RAW DATA →
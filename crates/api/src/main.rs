//! `job-status-listener` -- HTTP bridge from job status reports to the
//! job updates exchange.
//!
//! Job-execution agents POST state transitions here instead of holding
//! broker credentials; each accepted report is published as a canonical
//! update message. Configuration is read from the environment (see
//! [`ServerConfig::from_env`]); `LOG_FORMAT=json` switches logs to JSON lines.

use std::net::SocketAddr;
use std::sync::Arc;

use tracing_subscriber::{layer::SubscriberExt, util::SubscriberInitExt};

use jobstatus_api::config::ServerConfig;
use jobstatus_api::router::build_app_router;
use jobstatus_api::state::AppState;
use jobstatus_events::{AmqpConnector, JobUpdatePublisher};

#[tokio::main]
async fn main() {
    dotenvy::dotenv().ok();

    init_tracing();

    tracing::info!("Starting up the job-status-listener service");

    // --- Configuration ---
    let config = ServerConfig::from_env().unwrap_or_else(|e| {
        tracing::error!(error = %e, "Invalid configuration");
        std::process::exit(1);
    });
    tracing::info!(
        host = %config.host,
        port = config.port,
        exchange = %config.amqp.exchange,
        routing_key = %config.amqp.routing_key,
        "Loaded server configuration",
    );

    // --- Publisher ---
    let connector = AmqpConnector::new(config.amqp.uri.clone(), config.amqp.exchange.clone());
    let publisher = JobUpdatePublisher::connect(connector, config.publisher_config())
        .await
        .unwrap_or_else(|e| {
            tracing::error!(error = %e, "Unable to connect the job update publisher");
            std::process::exit(1);
        });
    let publisher = Arc::new(publisher);

    // --- Router ---
    let addr = SocketAddr::new(config.host, config.port);
    let config = Arc::new(config);
    let state = AppState::new(Arc::clone(&publisher), Arc::clone(&config));
    let app = build_app_router(state, &config);

    // --- Start server ---
    let listener = tokio::net::TcpListener::bind(addr)
        .await
        .unwrap_or_else(|e| {
            tracing::error!(%addr, error = %e, "Failed to bind to address");
            std::process::exit(1);
        });
    tracing::info!(%addr, "Listening");

    if let Err(e) = axum::serve(listener, app)
        .with_graceful_shutdown(shutdown_signal())
        .await
    {
        tracing::error!(error = %e, "Server error");
    }

    // --- Post-shutdown cleanup ---
    publisher.close().await;
    tracing::info!("Graceful shutdown complete");
}

/// Install the global subscriber: `EnvFilter` plus text or JSON output.
fn init_tracing() {
    let json = std::env::var("LOG_FORMAT")
        .map(|v| v.eq_ignore_ascii_case("json"))
        .unwrap_or(false);

    tracing_subscriber::registry()
        .with(
            tracing_subscriber::EnvFilter::try_from_default_env().unwrap_or_else(|_| {
                "jobstatus_api=info,jobstatus_events=info,tower_http=info".into()
            }),
        )
        .with(json.then(|| tracing_subscriber::fmt::layer().json()))
        .with((!json).then(|| tracing_subscriber::fmt::layer()))
        .init();
}

/// Wait for a termination signal to initiate graceful shutdown.
///
/// Handles both SIGINT (Ctrl-C) and SIGTERM (on Unix).
async fn shutdown_signal() {
    let ctrl_c = async {
        tokio::signal::ctrl_c()
            .await
            .expect("Failed to install Ctrl-C handler");
    };

    #[cfg(unix)]
    let terminate = async {
        tokio::signal::unix::signal(tokio::signal::unix::SignalKind::terminate())
            .expect("Failed to install SIGTERM handler")
            .recv()
            .await;
    };

    #[cfg(not(unix))]
    let terminate = std::future::pending::<()>();

    tokio::select! {
        () = ctrl_c => {
            tracing::info!("Received SIGINT (Ctrl-C), starting graceful shutdown");
        }
        () = terminate => {
            tracing::info!("Received SIGTERM, starting graceful shutdown");
        }
    }
}
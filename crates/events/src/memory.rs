//! In-process broker transport.
//!
//! [`InMemoryBroker`] implements the broker seam without a network. It keeps
//! every delivered message, counts connects / publishes / closes, and can be
//! told to fail the next N connects or publishes. It also watches for two
//! misuses of a connection that the publisher must never commit:
//!
//! - an operation entering while another one is still in flight
//!   ([`overlap_count`](InMemoryBroker::overlap_count));
//! - a publish on a channel that already failed once
//!   ([`broken_reuse_count`](InMemoryBroker::broken_reuse_count)).
//!
//! Cloning an `InMemoryBroker` yields another handle to the same broker.

use std::sync::atomic::{AtomicBool, AtomicU64, AtomicUsize, Ordering};
use std::sync::{Arc, Mutex};
use std::time::Duration;

use async_trait::async_trait;
use jobstatus_core::UpdateMessage;

use crate::broker::{BrokerChannel, BrokerConnector, BrokerError};

/// A message accepted by the in-memory broker.
#[derive(Debug, Clone)]
pub struct DeliveredMessage {
    pub routing_key: String,
    pub payload: Vec<u8>,
}

impl DeliveredMessage {
    /// Decode the payload as an [`UpdateMessage`].
    pub fn update(&self) -> Result<UpdateMessage, serde_json::Error> {
        serde_json::from_slice(&self.payload)
    }
}

#[derive(Default)]
struct Inner {
    exchange: String,
    delivered: Mutex<Vec<DeliveredMessage>>,
    fail_connects: AtomicUsize,
    fail_publishes: AtomicUsize,
    latency_micros: AtomicU64,
    connects: AtomicUsize,
    publish_attempts: AtomicUsize,
    closes: AtomicUsize,
    active: AtomicUsize,
    overlaps: AtomicUsize,
    broken_reuses: AtomicUsize,
}

impl Inner {
    /// Consume one injected failure from `counter`, if any remain.
    fn take_failure(counter: &AtomicUsize) -> bool {
        counter
            .fetch_update(Ordering::SeqCst, Ordering::SeqCst, |n| n.checked_sub(1))
            .is_ok()
    }

    async fn simulate_latency(&self) {
        let micros = self.latency_micros.load(Ordering::SeqCst);
        if micros > 0 {
            tokio::time::sleep(Duration::from_micros(micros)).await;
        } else {
            tokio::task::yield_now().await;
        }
    }
}

/// Marks an operation as in flight for as long as it lives.
struct InFlight<'a> {
    inner: &'a Inner,
}

impl<'a> InFlight<'a> {
    fn enter(inner: &'a Inner) -> Self {
        if inner.active.fetch_add(1, Ordering::SeqCst) > 0 {
            inner.overlaps.fetch_add(1, Ordering::SeqCst);
        }
        Self { inner }
    }
}

impl Drop for InFlight<'_> {
    fn drop(&mut self) {
        self.inner.active.fetch_sub(1, Ordering::SeqCst);
    }
}

/// Broker that lives entirely in process memory.
#[derive(Clone, Default)]
pub struct InMemoryBroker {
    inner: Arc<Inner>,
}

impl InMemoryBroker {
    pub fn new(exchange: impl Into<String>) -> Self {
        Self {
            inner: Arc::new(Inner {
                exchange: exchange.into(),
                ..Default::default()
            }),
        }
    }

    /// Make the next `n` publishes fail with a transport error.
    pub fn fail_next_publishes(&self, n: usize) {
        self.inner.fail_publishes.store(n, Ordering::SeqCst);
    }

    /// Make the next `n` connects fail with a connection error.
    pub fn fail_next_connects(&self, n: usize) {
        self.inner.fail_connects.store(n, Ordering::SeqCst);
    }

    /// Delay every connect, publish, and close by `latency`.
    pub fn set_latency(&self, latency: Duration) {
        let micros = u64::try_from(latency.as_micros()).unwrap_or(u64::MAX);
        self.inner.latency_micros.store(micros, Ordering::SeqCst);
    }

    /// Every message accepted so far, in delivery order.
    pub fn delivered(&self) -> Vec<DeliveredMessage> {
        self.inner
            .delivered
            .lock()
            .unwrap_or_else(|poisoned| poisoned.into_inner())
            .clone()
    }

    pub fn connect_count(&self) -> usize {
        self.inner.connects.load(Ordering::SeqCst)
    }

    /// Publishes attempted, successful or not.
    pub fn publish_attempts(&self) -> usize {
        self.inner.publish_attempts.load(Ordering::SeqCst)
    }

    pub fn close_count(&self) -> usize {
        self.inner.closes.load(Ordering::SeqCst)
    }

    /// Operations that started while another operation was in flight.
    pub fn overlap_count(&self) -> usize {
        self.inner.overlaps.load(Ordering::SeqCst)
    }

    /// Publishes attempted on a channel whose previous publish failed.
    pub fn broken_reuse_count(&self) -> usize {
        self.inner.broken_reuses.load(Ordering::SeqCst)
    }
}

#[async_trait]
impl BrokerConnector for InMemoryBroker {
    async fn connect(&self) -> Result<Box<dyn BrokerChannel>, BrokerError> {
        let _in_flight = InFlight::enter(&self.inner);
        self.inner.simulate_latency().await;
        self.inner.connects.fetch_add(1, Ordering::SeqCst);

        if Inner::take_failure(&self.inner.fail_connects) {
            return Err(BrokerError::Connect("injected connect failure".into()));
        }

        Ok(Box::new(MemoryChannel {
            inner: Arc::clone(&self.inner),
            broken: AtomicBool::new(false),
        }))
    }

    fn exchange(&self) -> &str {
        &self.inner.exchange
    }
}

struct MemoryChannel {
    inner: Arc<Inner>,
    broken: AtomicBool,
}

#[async_trait]
impl BrokerChannel for MemoryChannel {
    async fn publish(&self, routing_key: &str, payload: &[u8]) -> Result<(), BrokerError> {
        let _in_flight = InFlight::enter(&self.inner);
        self.inner.publish_attempts.fetch_add(1, Ordering::SeqCst);

        if self.broken.load(Ordering::SeqCst) {
            self.inner.broken_reuses.fetch_add(1, Ordering::SeqCst);
        }

        self.inner.simulate_latency().await;

        if Inner::take_failure(&self.inner.fail_publishes) {
            self.broken.store(true, Ordering::SeqCst);
            return Err(BrokerError::Transport("injected publish failure".into()));
        }

        self.inner
            .delivered
            .lock()
            .unwrap_or_else(|poisoned| poisoned.into_inner())
            .push(DeliveredMessage {
                routing_key: routing_key.to_string(),
                payload: payload.to_vec(),
            });
        Ok(())
    }

    async fn close(self: Box<Self>) -> Result<(), BrokerError> {
        let _in_flight = InFlight::enter(&self.inner);
        self.inner.simulate_latency().await;
        self.inner.closes.fetch_add(1, Ordering::SeqCst);
        Ok(())
    }
}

WHAT NEEDS TO BE DONE → Starting with the first line of the listing, output each line exactly until you have included the one containing "use std::net::SocketAddr;".

RESULT OF THIS EXERCISE →
filename crates/api/src/main.rs
//! `job-status-listener` -- HTTP bridge from job status reports to the
//! job updates exchange.
//!
//! Job-execution agents POST state transitions here instead of holding
//! broker credentials; each accepted report is published as a canonical
//! update message. Configuration is read from the environment (see
//! [`ServerConfig::from_env`]); `LOG_FORMAT=json` switches logs to JSON lines.

use std::net::SocketAddr;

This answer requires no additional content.